Studio album by Ronnie Montrose
- Released: January 1978
- Studio: At Group IV Recording Studios, Hollywood, California
- Genre: Instrumental rock, jazz fusion
- Length: 35:27
- Label: Warner Bros.
- Producer: Edgar Winter

Ronnie Montrose chronology
| Jump On It (1976) | Open Fire (1978) | Gamma 1 (1979) |

= Open Fire (Ronnie Montrose album) =

1978 studio album by Ronnie Montrose

Open Fire is the debut studio album by American musician, guitarist and session musician Ronnie Montrose, released in 1978. The album contains jazz, rock and acoustic music concepts similar to those of Blow by Blow (1975) by Jeff Beck.

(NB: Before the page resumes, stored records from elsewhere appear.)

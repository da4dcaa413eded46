//! Directory-backed snapshot store.

use camino::{Utf8Path, Utf8PathBuf};
use chrono::NaiveDate;
use nelaya_core::snapshot::snapshot_relative_path;
use nelaya_core::{SnapshotReference, SnapshotStore};

/// Snapshot root used when none is configured.
pub const DEFAULT_SNAPSHOT_DIR: &str = "data/fgi_daily";

/// Reads snapshots laid out as `<root>/YYYY/MM/fgi_map_YYYY-MM-DD.geojson`.
///
/// # Examples
/// ```
/// use chrono::NaiveDate;
/// use nelaya_core::SnapshotStore;
/// use nelaya_data::FsSnapshotStore;
///
/// let store = FsSnapshotStore::new("data/fgi_daily");
/// let date = NaiveDate::from_ymd_opt(2025, 3, 1).expect("valid date");
/// assert_eq!(
///     store.snapshot_path(date).as_str(),
///     "data/fgi_daily/2025/03/fgi_map_2025-03-01.geojson",
/// );
/// ```
#[derive(Debug, Clone, PartialEq, Eq)]
pub struct FsSnapshotStore {
    root: Utf8PathBuf,
}

impl FsSnapshotStore {
    /// Create a store rooted at `root`.
    pub fn new(root: impl Into<Utf8PathBuf>) -> Self {
        Self { root: root.into() }
    }

    /// Directory holding the year partitions.
    pub fn root(&self) -> &Utf8Path {
        &self.root
    }
}

impl Default for FsSnapshotStore {
    fn default() -> Self {
        Self::new(DEFAULT_SNAPSHOT_DIR)
    }
}

impl SnapshotStore for FsSnapshotStore {
    fn snapshot_path(&self, date: NaiveDate) -> Utf8PathBuf {
        self.root.join(snapshot_relative_path(date))
    }

    fn has_snapshot(&self, path: &Utf8Path) -> bool {
        match nelaya_fs::is_regular_file(path) {
            Ok(found) => found,
            Err(err) => {
                log::debug!("treating {path} as absent: {err}");
                false
            }
        }
    }

    fn read_snapshot(&self, reference: &SnapshotReference) -> std::io::Result<String> {
        nelaya_fs::read_to_string(&reference.file_path)
    }
}
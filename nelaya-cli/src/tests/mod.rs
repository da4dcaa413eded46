//! Shared test harness modules for the Nelaya CLI.
#![expect(
    clippy::panic,
    reason = "Tests assert panic branches to surface unexpected CLI outcomes"
)]

use super::*;

mod helpers;
//! Input file checks shared by the subcommands.

use camino::Utf8Path;
use serde::de::DeserializeOwned;

use crate::CliError;

pub(crate) fn require_existing(path: &Utf8Path, field: &'static str) -> Result<(), CliError> {
    match nelaya_fs::is_regular_file(path) {
        Ok(true) => Ok(()),
        Ok(false) => Err(CliError::MissingSourceFile {
            field,
            path: path.to_path_buf(),
        }),
        Err(source) => Err(CliError::InspectSourcePath {
            field,
            path: path.to_path_buf(),
            source,
        }),
    }
}

/// Read and decode the JSON document at `path`.
pub(crate) fn load_json<T: DeserializeOwned>(
    path: &Utf8Path,
    field: &'static str,
) -> Result<T, CliError> {
    let text = nelaya_fs::read_to_string(path).map_err(|source| CliError::ReadInput {
        field,
        path: path.to_path_buf(),
        source,
    })?;
    serde_json::from_str(&text).map_err(|source| CliError::ParseInput {
        field,
        path: path.to_path_buf(),
        source,
    })
}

Ronnie hints in previous Montrose releases that he was heading for a solo career. Songs like "Whaler" and "One And a Half" from Warner Brothers Presents... Montrose! and "Tuft-Sedge" and "Merry-Go-Round" from Jump On It contained various acoustic, synthesizer and string elements that showed Ronnie was looking to branch out from his hard rock persona.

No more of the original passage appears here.